Placé sous la direction d'André Habib (Université de Montréal), Philippe Marion (Université catholique de Louvain, administrateur de la fondation Collectiana), Louis Pelletier (TECHNÈS/Université Concordia) et Jean-Pierre Sirois-Trahan (Université Laval), le colloque
Le cinéma dans l'œil du collectionneur organisé du 4 au 8 juin 2017 à Montréal invite les chercheurs provenant de plusieurs horizons disciplinaires (études cinématographiques, communications, archivistique, histoire de l'art, muséologie, etc.), mais également les collectionneurs, les praticiens, les conservateurs et les archivistes à venir jeter des éclairages multiples sur l'apport unique des collectionneurs à l'esthétique et à l'histoire du cinéma, ainsi que sur les questions de natures épistémologique et historiographique liées à la constitution, à la conservation et à l'usage de collections.
Présentation
Grille horaire
Comment naissent et évoluent les collections ? Que se produit-il quand une collection intègre le monde des archives, que ce soit par une graduelle légitimation de l'entreprise de collecte, ou encore par son acquisition par une institution établie ? L'analyse des textes et des artéfacts rassemblés est-elle déterminée par leur inscription au sein d'un ensemble plus vaste, celui de la collection ? N'y aurait-il pas lieu de considérer la communauté des collectionneurs comme une certaine avant-garde, non seulement du monde des archives, mais du champ des études cinématographiques dans son ensemble, si l'on considère le travail accompli par des collectionneurs tels que Will Day, Henri Langlois, Maria Adriana Prolo, Madeleine Malthête-Méliès, Guy L. Côté, Gerald Pratley, John et William Barnes, Pierre Levie, Kevin Brownlow, Paul Génard ou Rick Prelinger sur des corpus dont la valeur patrimoniale n'a pas toujours eu valeur d'évidence (le muet, le « pré-cinéma », les cinématographies nationales méconnues, les cinémas amateur ou utilitaire) ?

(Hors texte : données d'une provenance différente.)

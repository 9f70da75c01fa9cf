//! Typed-data signing for Starknet accounts.
//!
//! This crate hashes schema-described ("typed data") documents the way
//! wallets do, signs them with [`SigningKey`]s from
//! [`starksign_crypto`], and verifies signatures either locally against a
//! public key or remotely against a deployed account contract.
//!
//! Hashing and local verification are pure and synchronous; only
//! [`RemoteVerifier`] touches the network, one JSON-RPC round trip per
//! verification.

pub mod errors;
pub mod merkle;
mod rpc;
pub mod typed_data;
pub mod verify;

pub use errors::{
    EncodingError, RemoteVerificationError, SchemaError, SignMessageError, TypedDataError,
};
pub use typed_data::{Parameter, TypedData, DOMAIN_TYPE_NAME};
pub use verify::{sign_message, verify_message, RemoteVerifier, RemoteVerifierBuilder};

// Re-export the primitive types every caller needs alongside the
// document-level API.
pub use starksign_crypto::{Felt, Signature, SigningKey, VerifyingKey};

L'audace et la détermination des collectionneurs ont d'autre part nourri de nombreuses pratiques artistiques novatrices. Le colloque entend ainsi aborder les créations de cinéastes dont les démarches demeurent indissociables de l'entreprise de collection ou de l'esprit du collectionneur, qu'ils aient œuvré dans le domaine du cinéma expérimental (Joseph Cornell, Harry Smith, Al Razutis, Ken Jacobs, Ernie Gehr, Alain Berliner, Péter Forgács) ou plutôt donné dans le cinéma narratif (Georges Franju, Jean-Luc Godard, Alain Resnais, Francis Ford Coppola, Martin Scorsese, George Lucas, Bertrand Tavernier, Quentin Tarantino, les frères Quay). Il s'agira notamment de voir comment la redécouverte et la défense de cinématographies oubliées ont pu revivifier la production à divers moments clés de l'histoire des formes, et de comprendre comment recyclage et création ont pu se conjuguer au sein de certaines filmographies tout au long de l'histoire du cinéma.
Par exemple, on connaît l'influence qu'eut le travail d'Henri Langlois sur la prise en compte de l'histoire du cinéma par les cinéastes de Nouvelle Vague.
« Nous sommes les premiers cinéastes à savoir que Griffith existe », pouvait dire Godard.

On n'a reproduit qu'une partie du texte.